# Barrel aged beans



## igm45 (Mar 5, 2017)

Following from a what's in your cup post (thank you @shannigan) I checked out dark woods coffee.

Found this:

http://www.darkwoodscoffee.co.uk/product/common-grounds-barrel-aged-beans/

This is the first time I have seen this process, does anyone know of similar attempts?

Is it a fad? Or a thing?


----------



## shannigan (Jun 1, 2015)

I've wondered the same thing. It doesn't really appeal to me, I must admit.

Dark Woods are well worth checking out though. Laynes Espresso in Leeds are serving their Arboretum blend at the moment and it's excellent.


----------



## igm45 (Mar 5, 2017)

shannigan said:


> I've wondered the same thing. It doesn't really appeal to me, I must admit.
> 
> Dark Woods are well worth checking out though. Laynes Espresso in Leeds are serving their Arboretum blend at the moment and it's excellent.


As a non whisky drinker that side doesn't appeal to me either.

That said I'm a sucker for 'new and alternative' products. I can't seem to decide if I want to try it or not, hence this post I suppose.

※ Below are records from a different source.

//! The merge engine.
//!
//! Each submodule combines one kind of fragment data. They share no state,
//! and all of them take fragments in the order the caller supplies, which
//! decides colours, annotation bands and which value wins on overwrite.

pub mod aggregator;
pub mod consistency;
pub mod palette;
pub mod performance;
pub mod plots;
pub mod tables;

pub use aggregator::*;
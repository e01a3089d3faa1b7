//! Cloud synchronization: explicit push/pull against a remote store.
//!
//! # Responsibility
//! - Define the remote-store collaborator seam consumed by the engine.
//! - Run one-directional whole-table push and whole-account pull passes,
//!   triggered explicitly by the caller, never concurrently.
//!
//! # Invariants
//! - At most one of push/pull is in flight; concurrent triggers are
//!   rejected with a retry-later error, never queued.
//! - Push propagates tombstones; pull preserves remote identifiers.
//! - Push is row-scoped best effort; pull aborts whole on I/O failure.

pub mod engine;
pub mod remote;

use crate::repo::RepoError;
use crate::sync::engine::SyncStatus;
use crate::sync::remote::RemoteError;
use std::error::Error;
use std::fmt::{Display, Formatter};

pub type SyncResult<T> = Result<T, SyncError>;

/// Aggregate sync outcome errors. Row-level remote conflicts are not here:
/// they are logged, skipped and surfaced through the push report.
#[derive(Debug)]
pub enum SyncError {
    /// Another sync pass is in flight; retry later.
    Busy(SyncStatus),
    /// No account identity is available.
    NotAuthenticated,
    /// The remote store is not reachable right now.
    Unreachable,
    /// Remote transport failure that aborted the operation.
    Remote(RemoteError),
    /// Local storage failure during a sync pass.
    Repo(RepoError),
}

impl Display for SyncError {
    fn fmt(&self, f: &mut Formatter<'_>) -> std::fmt::Result {
        match self {
            Self::Busy(status) => write!(f, "sync already in flight ({status:?}); retry later"),
            Self::NotAuthenticated => write!(f, "no authenticated user for sync"),
            Self::Unreachable => write!(f, "remote store is not reachable"),
            Self::Remote(err) => write!(f, "sync failed: {err}"),
            Self::Repo(err) => write!(f, "sync failed: {err}"),
        }
    }
}

impl Error for SyncError {
    fn source(&self) -> Option<&(dyn Error + 'static)> {
        match self {
            Self::Remote(err) => Some(err),
            Self::Repo(err) => Some(err),
            _ => None,
        }
    }
}

impl From<RemoteError> for SyncError {
    fn from(value: RemoteError) -> Self {
        Self::Remote(value)
    }
}

impl From<RepoError> for SyncError {
    fn from(value: RepoError) -> Self {
        Self::Repo(value)
    }
}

Saw your post on the Panama, last months DSOL was a natural Panama and that was delicious and that's what led me to dark wood website


----------



## ashcroc (Oct 28, 2016)

Jamica Blue Mountain still uses barrels though they





.


----------



## Mrboots2u (May 10, 2013)

I've had some tasty barrel aged coffee from the USA before. Try It, like anything there is Good and bad around.


----------



## hippy_dude (Sep 22, 2015)

I'll be honest, I'm on this now and not entirely impressed. Only had one brew so far but it seems too dark for my tastes tbh.


----------



## thesmileyone (Sep 27, 2016)

I wanted to try a bag of "Under Milk Wood" as it sounds perfect for me but their lack of paypal and my lack of motivation to fill out all their forms has lost them a sale.


----------



## igm45 (Mar 5, 2017)

thesmileyone said:


> I wanted to try a bag of "Under Milk Wood" as it sounds perfect for me but their lack of paypal and my lack of motivation to fill out all their forms has lost them a sale.


Love the irony of this post.

I can't be bothered to fill in my details, so I will find a thread reply and tell others how I couldn't be bothered...


----------



## thesmileyone (Sep 27, 2016)

Took me 10 seconds to type that, as apposed to a few minutes filling out forms, going and getting the debit card at 1am in the morning (which is downstairs). Don't see the problem.

And you don't see the hint it appears.


----------